Corregedor-Geral da Justiça, Desembargador Orlando Heemann Júnior, juntamente com Juízes-Corregedores, ouviu integrante da área jurídica, do Poder Executivo e Legislativo

Corregedor-Geral da Justiça, Desembargador Orlando Heemann Júnior, no Foro local, durante audiência

O cronograma de audiências da Corregedoria da Justiça do Rio Grande do Sul teve prosseguimento nesta quinta-feira (25), em Livramento, em paralelo ao evento que reúne juízes de todo o Estado, e que encerra nesta sexta-feira, no Hotel Jandaia.

Na manhã de ontem, foram ouvidos integrantes da área jurídica, representantes dos Poderes Executivo e Legislativo, tabeliães e registradores.

O primeiro dia de estada do corregedor-Geral da Justiça, Desembargador Orlando Heemann Júnior, serviu para uma reunião com os servidores, no próprio Foro da cidade.

O Corregedor-Geral explicou que o objetivo era ouvir os problemas dos servidores e buscar resolvê-los. Ressaltou que a Corregedoria-Geral da Justiça (CGJ) e a Administração do TJ têm ciência de que uma das dificuldades é a falta dos servidores e relatou os limites impostos pelo orçamento e pela Lei de Responsabilidade Fiscal. Contudo, informou que até agosto vão ingressar 275 novos Oficiais Escreventes, além de 50 Oficiais de Justiça.

A seguir, a Juíza-Corregedora Gisele Anne Vieira de Azambuja enfatizou que a Justiça conta com excelentes servidores, que vestem a camiseta. Apresentou dados gerais do Judiciário sobre números de processos e força de trabalho, além de informações específicas da 5ª Região, integrada por Livramento, e da Comarca.

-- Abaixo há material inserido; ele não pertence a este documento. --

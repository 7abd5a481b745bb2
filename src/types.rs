//! Core types used throughout the consumer coordination layer.

use serde::{Deserialize, Serialize};
use std::collections::BTreeSet;
use std::fmt;

/// Member identifier within a consumer group, issued by the group
/// coordinator when the member joins.
pub type MemberId = u64;

/// Rebalance generation: a monotonically increasing counter identifying
/// each rebalance round. Signals tagged with an older generation are
/// stale and must be discarded.
pub type Generation = u64;

/// A single partition of a topic's log.
///
/// Value-equal, hashable, and totally ordered by `(topic, partition)`
/// so that partition sets iterate deterministically. Never mutated
/// after construction.
#[derive(Debug, Clone, PartialEq, Eq, PartialOrd, Ord, Hash, Serialize, Deserialize)]
pub struct TopicPartition {
    /// Topic name.
    pub topic: String,
    /// Partition index within the topic.
    pub partition: u32,
}

impl TopicPartition {
    /// Create a new topic-partition pair.
    pub fn new(topic: impl Into<String>, partition: u32) -> Self {
        Self {
            topic: topic.into(),
            partition,
        }
    }
}

impl fmt::Display for TopicPartition {
    fn fmt(&self, f: &mut fmt::Formatter<'_>) -> fmt::Result {
        write!(f, "{}-{}", self.topic, self.partition)
    }
}

/// A set of partitions, ordered for deterministic iteration.
pub type PartitionSet = BTreeSet<TopicPartition>;

/// A proposed assignment for one member, produced group-wide by the
/// coordinator and staged locally until the next poll applies it.
#[derive(Debug, Clone, PartialEq, Eq, Serialize, Deserialize)]
pub struct AssignmentProposal {
    /// Generation of the rebalance round this proposal belongs to.
    pub generation: Generation,
    /// The full set of partitions this member would own.
    pub partitions: PartitionSet,
}

impl AssignmentProposal {
    /// Create a proposal for the given generation.
    pub fn new(
        generation: Generation,
        partitions: impl IntoIterator<Item = TopicPartition>,
    ) -> Self {
        Self {
            generation,
            partitions: partitions.into_iter().collect(),
        }
    }

    /// A proposal that leaves the member with no partitions. Valid:
    /// listeners must tolerate empty collections.
    pub fn empty(generation: Generation) -> Self {
        Self {
            generation,
            partitions: PartitionSet::new(),
        }
    }
}
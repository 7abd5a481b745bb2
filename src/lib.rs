//! Client-side consumer-group coordination for partitioned commit logs.
//!
//! This crate implements the consumer-side coordination layer of a
//! Kafka-style publish/subscribe platform:
//! - **Membership tracking** with generation-tagged staleness filtering
//! - **Rebalance sequencing** through a revoke → barrier → assign state
//!   machine driven synchronously from the poll call
//! - **Listener callbacks** with the group-wide guarantee that every
//!   member's revocation completes before any member's assignment begins
//! - **Pluggable serialization** and pass-through header metadata
//!
//! # Example
//!
//! ```rust,no_run
//! use cohort::{ConsumerConfig, GroupConsumer, LoggingRebalanceListener};
//! use cohort::testing::SimulatedGroup;
//! use std::sync::Arc;
//!
//! # #[tokio::main]
//! # async fn main() -> Result<(), Box<dyn std::error::Error>> {
//! let group = Arc::new(SimulatedGroup::new());
//! group.add_topic("orders", 6);
//!
//! let config = ConsumerConfig::new("billing");
//! let (mut consumer, sender) = GroupConsumer::new(
//!     1,
//!     config,
//!     group.clone(),
//!     Arc::new(LoggingRebalanceListener),
//! );
//! group.add_member(1, sender);
//!
//! // Membership changes are staged in the background and applied
//! // inside poll, which runs the revoke/assign lifecycle.
//! consumer.poll().await?;
//! println!("assigned: {:?}", consumer.assignment());
//! # Ok(())
//! # }
//! ```
//!
//! # Architecture
//!
//! ```text
//! ┌──────────────────────────────────────────────────────────┐
//! │                     GroupConsumer::poll                   │
//! └──────────────────────────────────────────────────────────┘
//!        │ staged proposals (from liveness channel)
//!        ▼
//! ┌──────────────────┐   actionable plan   ┌──────────────────────┐
//! │ GroupMembership  │────────────────────▶│ RebalanceCoordinator │
//! │ Tracker          │                     │ revoke ▸ barrier ▸   │
//! │ (assignment,     │◀────────────────────│ assign               │
//! │  generation)     │   install / reset   └──────────┬───────────┘
//! └──────────────────┘                                │
//!                              ┌──────────────────────┼─────────────┐
//!                              ▼                      ▼             ▼
//!                     ┌───────────────┐      ┌───────────────┐ ┌─────────┐
//!                     │ Rebalance     │      │ CoordinatorLink│ │FetchGate│
//!                     │ Listener      │      │ (group barrier)│ │         │
//!                     └───────────────┘      └───────────────┘ └─────────┘
//! ```
//!
//! # Ordering model
//!
//! The revocation barrier is a distributed protocol property: each
//! member signals revoke-phase completion for the round's generation
//! and blocks until the whole group has signaled, bounded by the
//! configured rebalance timeout. A timeout (or a member departing
//! mid-barrier) fails the poll and leaves the member assignment-less
//! rather than risking a partition being owned twice.

pub mod config;
pub mod consumer;
pub mod coordinator;
pub mod error;
pub mod headers;
pub mod listener;
pub mod membership;
pub mod message;
pub mod offsets;
pub mod serialization;
pub mod testing;
pub mod types;

// Re-export main types for convenience
pub use config::{ConsumerConfig, CoordinationConfig};
pub use consumer::{CloseHandle, FetchGate, GroupConsumer, PollOutcome, ProposalSender};
pub use coordinator::{CoordinatorLink, RebalanceCoordinator, RebalanceError, RebalancePhase};
pub use error::{Error, ListenerError, Result};
pub use headers::{Headers, SOURCE_ID, TENANT_ID};
pub use listener::{
    FnRebalanceListener, LoggingRebalanceListener, NoopRebalanceListener, OffsetCommitListener,
    RebalanceListener,
};
pub use membership::{GroupMembershipTracker, ProposalDecision, RebalancePlan};
pub use message::Record;
pub use offsets::{InMemoryOffsetStore, OffsetStore};
pub use serialization::{
    BincodeDeserializer, BincodeSerializer, EncodingError, MessageDeserializer, MessageSerializer,
    RawBytesSerializer,
};
pub use types::{AssignmentProposal, Generation, MemberId, PartitionSet, TopicPartition};
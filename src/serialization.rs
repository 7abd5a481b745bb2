//! Pluggable payload encoding boundary.
//!
//! The surrounding client accepts one serializer per message type at
//! construction time and invokes it once per outbound message, off the
//! rebalance coordinator's critical path. An encoding failure is
//! scoped to the single message that caused it; it never perturbs
//! coordinator state.

use bytes::Bytes;
use serde::de::DeserializeOwned;
use serde::Serialize;
use std::marker::PhantomData;
use thiserror::Error;

/// Errors raised at the serialization boundary.
#[derive(Error, Debug, Clone)]
pub enum EncodingError {
    /// Failed to encode an outbound record envelope.
    #[error("failed to serialize message for topic {topic}: {detail}")]
    Serialize {
        /// Topic the offending message was destined for.
        topic: String,
        /// Underlying encoder diagnostic.
        detail: String,
    },

    /// Failed to encode a typed payload, before it is bound to a topic.
    #[error("failed to serialize payload: {detail}")]
    SerializePayload {
        /// Underlying encoder diagnostic.
        detail: String,
    },

    /// Failed to decode an inbound payload.
    #[error("failed to deserialize payload: {detail}")]
    Deserialize {
        /// Underlying decoder diagnostic.
        detail: String,
    },
}

/// Encodes messages of type `P` into bytes.
pub trait MessageSerializer<P>: Send + Sync {
    /// Serialize a message to its wire form.
    fn serialize(&self, message: &P) -> Result<Bytes, EncodingError>;
}

/// Decodes payload bytes back into messages of type `P`.
///
/// Symmetric counterpart of [`MessageSerializer`], consumed by the
/// fetch side of the pipeline.
pub trait MessageDeserializer<P>: Send + Sync {
    /// Deserialize a message from its wire form.
    fn deserialize(&self, data: &[u8]) -> Result<P, EncodingError>;
}

/// Bincode-backed serializer for any serde-serializable message type.
#[derive(Debug, Default, Clone, Copy)]
pub struct BincodeSerializer<P> {
    _marker: PhantomData<fn(P)>,
}

impl<P> BincodeSerializer<P> {
    /// Create a new bincode serializer.
    pub fn new() -> Self {
        Self {
            _marker: PhantomData,
        }
    }
}

impl<P: Serialize + Send + Sync> MessageSerializer<P> for BincodeSerializer<P> {
    fn serialize(&self, message: &P) -> Result<Bytes, EncodingError> {
        bincode::serialize(message)
            .map(Bytes::from)
            .map_err(|e| EncodingError::SerializePayload {
                detail: e.to_string(),
            })
    }
}

/// Bincode-backed deserializer for any serde-deserializable type.
#[derive(Debug, Default, Clone, Copy)]
pub struct BincodeDeserializer<P> {
    _marker: PhantomData<fn() -> P>,
}

impl<P> BincodeDeserializer<P> {
    /// Create a new bincode deserializer.
    pub fn new() -> Self {
        Self {
            _marker: PhantomData,
        }
    }
}

impl<P: DeserializeOwned + Send + Sync> MessageDeserializer<P> for BincodeDeserializer<P> {
    fn deserialize(&self, data: &[u8]) -> Result<P, EncodingError> {
        bincode::deserialize(data).map_err(|e| EncodingError::Deserialize {
            detail: e.to_string(),
        })
    }
}

/// Pass-through serializer for payloads that are already bytes.
#[derive(Debug, Default, Clone, Copy)]
pub struct RawBytesSerializer;

impl MessageSerializer<Bytes> for RawBytesSerializer {
    fn serialize(&self, message: &Bytes) -> Result<Bytes, EncodingError> {
        Ok(message.clone())
    }
}

impl MessageDeserializer<Bytes> for RawBytesSerializer {
    fn deserialize(&self, data: &[u8]) -> Result<Bytes, EncodingError> {
        Ok(Bytes::copy_from_slice(data))
    }
}

#[cfg(test)]
mod tests {
    use super::*;
    use serde::Deserialize;

    #[derive(Debug, PartialEq, Serialize, Deserialize)]
    struct PageView {
        user: String,
        count: u32,
    }

    #[test]
    fn test_bincode_roundtrip() {
        let serializer = BincodeSerializer::<PageView>::new();
        let deserializer = BincodeDeserializer::<PageView>::new();

        let message = PageView {
            user: "u-17".to_string(),
            count: 4,
        };

        let bytes = serializer.serialize(&message).unwrap();
        let decoded = deserializer.deserialize(&bytes).unwrap();
        assert_eq!(decoded, message);
    }

    #[test]
    fn test_raw_bytes_passthrough() {
        let codec = RawBytesSerializer;
        let payload = Bytes::from_static(b"opaque");
        let encoded = codec.serialize(&payload).unwrap();
        assert_eq!(encoded, payload);
        assert_eq!(codec.deserialize(&encoded).unwrap(), payload);
    }

    #[test]
    fn test_deserialize_failure_is_scoped() {
        let deserializer = BincodeDeserializer::<PageView>::new();
        let err = deserializer.deserialize(&[0x01]).unwrap_err();
        assert!(matches!(err, EncodingError::Deserialize { .. }));
    }
}
//! The phone entry form: state, derivation rules, signals, controller.

mod controller;
mod rules;
mod signal;
mod state;

pub use controller::FormController;
pub use signal::{FieldId, FormSignal, SignalSink};
pub use state::FormState;
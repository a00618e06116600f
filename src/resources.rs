//! Localized string lookup.

use serde::{Deserialize, Serialize};

/// Keys for every user-facing message the form produces.
#[derive(Debug, Clone, Copy, PartialEq, Eq, Hash, Serialize, Deserialize)]
#[serde(rename_all = "snake_case")]
pub enum StringKey {
    EnterPhoneNumber,
    InvalidPhoneNumber,
}

/// String resource boundary; hosts plug in their localization layer.
pub trait ResourceProvider: Send + Sync {
    fn string(&self, key: StringKey) -> String;
}

/// English fallback resources.
#[derive(Debug, Clone, Copy, Default)]
pub struct StaticResources;

impl StaticResources {
    pub fn new() -> Self {
        Self
    }
}

impl ResourceProvider for StaticResources {
    fn string(&self, key: StringKey) -> String {
        match key {
            StringKey::EnterPhoneNumber => "Enter phone number".to_string(),
            StringKey::InvalidPhoneNumber => "Invalid phone number".to_string(),
        }
    }
}
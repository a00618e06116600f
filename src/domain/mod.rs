//! Domain value objects shared across the form.

mod country;
mod phone;

pub use country::Country;
pub use phone::{only_digits, ParsedPhone};
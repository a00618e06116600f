//! Phone-number capability boundary.
//!
//! The form never talks to a phone-metadata library directly; everything
//! goes through [`PhoneUtil`], so hosts can substitute their own
//! implementation (or a mock in tests).

mod metadata;

pub use metadata::MetadataPhoneUtil;

use crate::domain::{Country, ParsedPhone};
use crate::error::PhoneParseResult;

/// Parsing, formatting, validation, and country lookup for phone numbers.
pub trait PhoneUtil: Send + Sync {
    /// Parse text as a full international number and split it into
    /// calling code and national number.
    fn parse_phone(&self, text: &str) -> PhoneParseResult<ParsedPhone>;

    /// Look up the country owning a calling code.
    ///
    /// Returns [`Country::unknown`] when the code maps to no region.
    fn country_for_calling_code(&self, calling_code: u32) -> Country;

    /// Format a national number for display in the given country.
    ///
    /// Text that cannot be formatted (partial input, unknown country) is
    /// returned unchanged.
    fn format_phone_number(&self, country: &Country, text: &str) -> String;

    /// Whether the text is a dialable number for the given country.
    ///
    /// Always false for the unknown country.
    fn is_valid_phone(&self, country: &Country, text: &str) -> bool;
}
//! Pure derivation and validation rules.
//!
//! Every function here is a total function over (country-code text,
//! phone-number text, in-progress); the controller owns sequencing and
//! signal emission, these own the semantics.

use crate::domain::{only_digits, Country};
use crate::error::FormValidationError;
use crate::phone::PhoneUtil;

/// Canonical display form of the country-code field: '+' followed by at
/// most `max_digits` digits.
pub(crate) fn canonical_country_code(text: &str, max_digits: usize) -> String {
    let digits: String = only_digits(text).chars().take(max_digits).collect();
    format!("+{}", digits)
}

/// Country owning the digits of the country-code field.
///
/// UNKNOWN when the field holds no digits or the code maps to no region.
pub(crate) fn detect_country(phone_util: &dyn PhoneUtil, country_code_text: &str) -> Country {
    let digits = only_digits(country_code_text);
    if digits.is_empty() {
        return Country::unknown();
    }
    match digits.parse::<u32>() {
        Ok(code) => phone_util.country_for_calling_code(code),
        Err(_) => Country::unknown(),
    }
}

/// The send button is permitted only for a valid number with no
/// submission outstanding.
pub(crate) fn send_enabled(
    phone_util: &dyn PhoneUtil,
    country: &Country,
    phone_number_text: &str,
    in_progress: bool,
) -> bool {
    !in_progress && phone_util.is_valid_phone(country, phone_number_text)
}

/// Submit-time validation. Short-circuit, first failing rule wins.
pub(crate) fn validate(
    phone_util: &dyn PhoneUtil,
    country: &Country,
    phone_number_text: &str,
) -> Result<(), FormValidationError> {
    if phone_number_text.is_empty() {
        Err(FormValidationError::EmptyPhoneNumber)
    } else if !phone_util.is_valid_phone(country, phone_number_text) {
        Err(FormValidationError::InvalidPhoneNumber)
    } else {
        Ok(())
    }
}
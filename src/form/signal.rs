//! Outbound signals from the form to its host.
//!
//! The original push-based stream wiring is replaced by one explicit
//! publish-subscribe seam: every observable effect of an operation is a
//! [`FormSignal`] handed to the injected [`SignalSink`].

use serde::{Deserialize, Serialize};

/// The two user-editable inputs of the form.
#[derive(Debug, Clone, Copy, PartialEq, Eq, Hash, Serialize, Deserialize)]
#[serde(rename_all = "snake_case")]
pub enum FieldId {
    CountryCode,
    PhoneNumber,
}

/// Everything the form can tell the UI and navigation layers.
#[derive(Debug, Clone, PartialEq, Serialize, Deserialize)]
#[serde(tag = "type", rename_all = "snake_case")]
pub enum FormSignal {
    /// Re-render an input with new text.
    FieldText { field: FieldId, text: String },

    /// Attach a validation message to a field, or clear it with `None`.
    FieldError {
        field: FieldId,
        message: Option<String>,
    },

    /// Move input focus to a field.
    FocusRequest { field: FieldId },

    /// Gate the send button.
    SendEnabled { enabled: bool },

    /// Show or hide the submission progress indicator.
    InProgress { active: bool },

    /// Navigate to country selection.
    OpenCountryPicker,

    /// A send attempt failed; message is transient, not field-attached.
    SubmissionError { message: String },

    /// The verification code request succeeded for this phone string.
    PhoneSent { phone: String },
}

/// Receiver for form signals.
///
/// Implementations must be cheap and non-blocking; the controller emits
/// synchronously from its own context.
pub trait SignalSink: Send + Sync {
    fn emit(&self, signal: FormSignal);
}
use async_trait::async_trait;
use phone_entry_form::error::{AuthError, AuthResult};
use phone_entry_form::AuthModel;
use std::collections::VecDeque;
use std::sync::{Arc, Mutex};

/// Mock auth backend for testing.
///
/// Outcomes are scripted up front; once the script runs out every further
/// call succeeds. Sent phone strings are recorded for verification.
#[allow(dead_code)]
#[derive(Clone, Default)]
pub struct MockAuthModel {
    outcomes: Arc<Mutex<VecDeque<AuthResult<()>>>>,
    sent: Arc<Mutex<Vec<String>>>,
}

#[allow(dead_code)]
impl MockAuthModel {
    pub fn new() -> Self {
        Self::default()
    }

    /// Script the next call to fail with the given error.
    pub fn fail_next(&self, error: AuthError) {
        self.outcomes.lock().unwrap().push_back(Err(error));
    }

    /// Script the next `count` calls to fail with clones of the given error.
    pub fn fail_times(&self, count: usize, error: AuthError) {
        let mut outcomes = self.outcomes.lock().unwrap();
        for _ in 0..count {
            outcomes.push_back(Err(error.clone()));
        }
    }

    /// Every phone string passed to `send_phone`, in call order.
    pub fn sent_phones(&self) -> Vec<String> {
        self.sent.lock().unwrap().clone()
    }

    pub fn call_count(&self) -> usize {
        self.sent.lock().unwrap().len()
    }
}

#[async_trait]
impl AuthModel for MockAuthModel {
    async fn send_phone(&self, phone: &str) -> AuthResult<()> {
        self.sent.lock().unwrap().push(phone.to_string());
        self.outcomes
            .lock()
            .unwrap()
            .pop_front()
            .unwrap_or(Ok(()))
    }
}
//! The form controller.

use super::rules;
use super::signal::{FieldId, FormSignal, SignalSink};
use super::state::FormState;
use crate::auth::AuthModel;
use crate::config::FormConfig;
use crate::domain::{only_digits, Country};
use crate::error::FormValidationError;
use crate::phone::PhoneUtil;
use crate::resources::{ResourceProvider, StringKey};
use std::sync::Arc;
use tracing::{debug, info, warn};

/// Presentation logic of the phone entry screen.
///
/// Owns the two editable fields and all derived state; collaborators are
/// injected behind trait objects. Inbound UI events map to the public
/// methods, outbound effects leave through the [`SignalSink`].
///
/// The controller is single-owner: every operation takes `&mut self` and
/// runs to completion on the caller's context, so "at most one submission
/// in flight" needs nothing stronger than the in-progress flag. Dropping
/// the controller abandons any pending submission.
pub struct FormController {
    config: FormConfig,
    phone_util: Arc<dyn PhoneUtil>,
    resources: Arc<dyn ResourceProvider>,
    auth: Arc<dyn AuthModel>,
    sink: Arc<dyn SignalSink>,
    state: FormState,
}

impl FormController {
    pub fn new(
        config: FormConfig,
        phone_util: Arc<dyn PhoneUtil>,
        resources: Arc<dyn ResourceProvider>,
        auth: Arc<dyn AuthModel>,
        sink: Arc<dyn SignalSink>,
    ) -> Self {
        let initial_code = rules::canonical_country_code(
            &config.initial_country_code,
            config.max_country_code_digits,
        );
        let detected = rules::detect_country(phone_util.as_ref(), &initial_code);
        let state = FormState::new(initial_code, detected);

        Self {
            config,
            phone_util,
            resources,
            auth,
            sink,
            state,
        }
    }

    /// Current state, for hosts that render by polling instead of signals.
    pub fn state(&self) -> &FormState {
        &self.state
    }

    /// Emit the initial render: field texts, send gate, progress indicator.
    pub fn bootstrap(&self) {
        self.emit(FormSignal::FieldText {
            field: FieldId::CountryCode,
            text: self.state.country_code_text.clone(),
        });
        self.emit(FormSignal::FieldText {
            field: FieldId::PhoneNumber,
            text: self.state.phone_number_text.clone(),
        });
        self.emit(FormSignal::SendEnabled {
            enabled: self.state.send_enabled,
        });
        self.emit(FormSignal::InProgress {
            active: self.state.in_progress,
        });
    }

    /// The country-code field changed.
    ///
    /// Text is canonicalized to `+<digits>`. A paste longer than the digit
    /// cap is offered to the phone parser; when it turns out to be a full
    /// international number the national part moves into the phone field,
    /// focus follows it, and the country-code field keeps only the calling
    /// code. An unparseable overflow is displayed capped.
    pub fn country_code_edited(&mut self, text: &str) {
        let digits = only_digits(text);

        let display = if digits.len() > self.config.max_country_code_digits {
            match self.phone_util.parse_phone(&format!("+{}", digits)) {
                Ok(parsed) => {
                    debug!(
                        calling_code = parsed.calling_code,
                        "country-code paste parsed as full number"
                    );
                    self.emit(FormSignal::FocusRequest {
                        field: FieldId::PhoneNumber,
                    });
                    self.state.phone_number_text = parsed.national_number;
                    self.clear_phone_error();
                    format!("+{}", parsed.calling_code)
                }
                Err(e) => {
                    debug!(error = %e, "country-code overflow not parseable, capping");
                    rules::canonical_country_code(text, self.config.max_country_code_digits)
                }
            }
        } else {
            rules::canonical_country_code(text, self.config.max_country_code_digits)
        };

        self.set_country_code_text(display);
        self.state.detected_country =
            rules::detect_country(self.phone_util.as_ref(), &self.state.country_code_text);
        self.refresh_phone_display();
        self.refresh_send_enabled();
    }

    /// The phone-number field changed.
    pub fn phone_number_edited(&mut self, text: &str) {
        if self.state.phone_number_text != text {
            self.state.phone_number_text = text.to_string();
        }
        self.clear_phone_error();
        self.refresh_phone_display();
        self.refresh_send_enabled();
    }

    /// A country was picked in the external country selector.
    pub fn country_chosen(&mut self, country: Country) {
        debug!(country = %country, "country chosen");
        self.set_country_code_text(format!("+{}", country.calling_code()));
        self.state.detected_country = country;
        self.emit(FormSignal::FocusRequest {
            field: FieldId::PhoneNumber,
        });
        self.refresh_phone_display();
        self.refresh_send_enabled();
    }

    /// The user asked to open the country selector.
    pub fn country_picker_requested(&self) {
        self.emit(FormSignal::OpenCountryPicker);
    }

    /// Validate and send the phone number.
    ///
    /// Ignored while a submission is outstanding. A validation failure
    /// attaches a message to the phone field and issues no request. A valid
    /// form issues one request per attempt, up to
    /// [`FormConfig::max_send_attempts`], pausing `retry_backoff * attempt`
    /// between failures; each failure also surfaces a transient error.
    pub async fn submit(&mut self) {
        if self.state.in_progress {
            debug!("submission already in flight, ignoring");
            return;
        }

        if let Err(reason) = rules::validate(
            self.phone_util.as_ref(),
            &self.state.detected_country,
            &self.state.phone_number_text,
        ) {
            let key = match reason {
                FormValidationError::EmptyPhoneNumber => StringKey::EnterPhoneNumber,
                FormValidationError::InvalidPhoneNumber => StringKey::InvalidPhoneNumber,
            };
            let message = self.resources.string(key);
            debug!(%reason, "submit rejected by validation");
            self.state.phone_error = Some(message.clone());
            self.emit(FormSignal::FieldError {
                field: FieldId::PhoneNumber,
                message: Some(message),
            });
            return;
        }

        let phone = format!(
            "{} {}",
            self.state.country_code_text, self.state.phone_number_text
        );
        self.set_in_progress(true);
        info!(phone = %phone, "sending verification code");

        let mut attempt = 0u32;
        loop {
            attempt += 1;
            match self.auth.send_phone(&phone).await {
                Ok(()) => {
                    info!(attempt, "phone sent successfully");
                    self.emit(FormSignal::PhoneSent {
                        phone: phone.clone(),
                    });
                    break;
                }
                Err(e) => {
                    warn!(attempt, error = %e, "send attempt failed");
                    self.emit(FormSignal::SubmissionError {
                        message: e.to_string(),
                    });
                    if attempt >= self.config.max_send_attempts {
                        warn!(attempts = attempt, "giving up on submission");
                        break;
                    }
                    tokio::time::sleep(self.config.retry_backoff * attempt).await;
                }
            }
        }

        self.set_in_progress(false);
    }

    fn emit(&self, signal: FormSignal) {
        self.sink.emit(signal);
    }

    fn set_country_code_text(&mut self, text: String) {
        if self.state.country_code_text != text {
            self.state.country_code_text = text;
        }
        self.emit(FormSignal::FieldText {
            field: FieldId::CountryCode,
            text: self.state.country_code_text.clone(),
        });
    }

    fn clear_phone_error(&mut self) {
        if self.state.phone_error.take().is_some() {
            self.emit(FormSignal::FieldError {
                field: FieldId::PhoneNumber,
                message: None,
            });
        }
    }

    /// Re-derive the formatted phone display from the raw text and the
    /// detected country.
    fn refresh_phone_display(&self) {
        let formatted = self
            .phone_util
            .format_phone_number(&self.state.detected_country, &self.state.phone_number_text);
        self.emit(FormSignal::FieldText {
            field: FieldId::PhoneNumber,
            text: formatted,
        });
    }

    fn refresh_send_enabled(&mut self) {
        let enabled = rules::send_enabled(
            self.phone_util.as_ref(),
            &self.state.detected_country,
            &self.state.phone_number_text,
            self.state.in_progress,
        );
        if enabled != self.state.send_enabled {
            self.state.send_enabled = enabled;
            self.emit(FormSignal::SendEnabled { enabled });
        }
    }

    fn set_in_progress(&mut self, active: bool) {
        if self.state.in_progress != active {
            self.state.in_progress = active;
            self.emit(FormSignal::InProgress { active });
        }
        self.refresh_send_enabled();
    }
}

Coube ao servidor Mário Cezar Pires, em nome dos demais, relatar as principais demandas da classe. O Plano de Carreira, a equiparação remuneratória entre as entrâncias e a jornada de trabalho foram alguns dos temas abordados. Os servidores também se manifestaram falando sobre questões adicionais e sugerindo medidas para resolver alguns dos problemas relatados. 

Magistrados

Na conversa com os Magistrados, além dos dados processuais, de estrutura do Judiciário e das funções e atuação da Corregedoria, já apresentados aos servidores, foram trazidos projetos estimulados pela CGJ. Dentre eles, o Paternidade Legal, voltado para a agilização das ações de reconhecimento de paternidade; o Petição 10, Sentença 10, que busca agilizar a Justiça e reduzir o consumo de papel por meio do incentivo da objetividade na produção de petições e sentenças; e o Trabalho para Vida, que objetiva a reintegração de apenados e egressos do sistema prisional à sociedade. A Juíza-Corregedora Gisele falou, ainda, da possibilidade e do interesse de instalar novas Centrais de Conciliação e Mediação no Interior do Estado, como incentivo à adoção de práticas alternativas de resolução de conflitos.

Os Juízes-Corregedores Antônio Claret Flôres Ceccato e José Ricardo de Bem Sanhudo também participaram da audiência com os magistrados de Livramento: juíza Carmen Lucia Santos da Fontoura (Diretora do Foro), juíza Annie Kier Herynkopt e juiz Gildo Adagir Meneghello Junior.